Dataset entries
# # # # #

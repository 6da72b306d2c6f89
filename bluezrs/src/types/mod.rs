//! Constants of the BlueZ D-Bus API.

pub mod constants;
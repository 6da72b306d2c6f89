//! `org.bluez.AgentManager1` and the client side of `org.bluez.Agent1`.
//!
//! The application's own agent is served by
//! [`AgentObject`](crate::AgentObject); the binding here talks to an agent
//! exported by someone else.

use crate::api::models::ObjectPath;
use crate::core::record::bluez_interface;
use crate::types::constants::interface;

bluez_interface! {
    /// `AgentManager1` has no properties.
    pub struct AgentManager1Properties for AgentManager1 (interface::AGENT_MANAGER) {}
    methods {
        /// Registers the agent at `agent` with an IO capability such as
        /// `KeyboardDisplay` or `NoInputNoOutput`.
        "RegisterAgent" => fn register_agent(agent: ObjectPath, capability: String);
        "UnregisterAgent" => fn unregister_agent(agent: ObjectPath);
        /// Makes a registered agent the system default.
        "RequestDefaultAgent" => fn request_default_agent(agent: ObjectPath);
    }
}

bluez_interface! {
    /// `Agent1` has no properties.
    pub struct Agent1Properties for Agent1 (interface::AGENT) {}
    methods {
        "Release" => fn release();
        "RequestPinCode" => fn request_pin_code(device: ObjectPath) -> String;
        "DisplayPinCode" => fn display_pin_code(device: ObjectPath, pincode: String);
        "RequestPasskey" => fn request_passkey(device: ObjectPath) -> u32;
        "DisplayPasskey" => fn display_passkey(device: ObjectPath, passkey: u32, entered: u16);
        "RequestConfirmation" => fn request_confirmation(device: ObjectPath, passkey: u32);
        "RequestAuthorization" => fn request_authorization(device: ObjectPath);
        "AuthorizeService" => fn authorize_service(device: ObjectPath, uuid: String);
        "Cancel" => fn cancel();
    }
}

# # # # #

* Task statement: Please say how many lines in the records above contain the string "types", giving no other words.

* Output: 2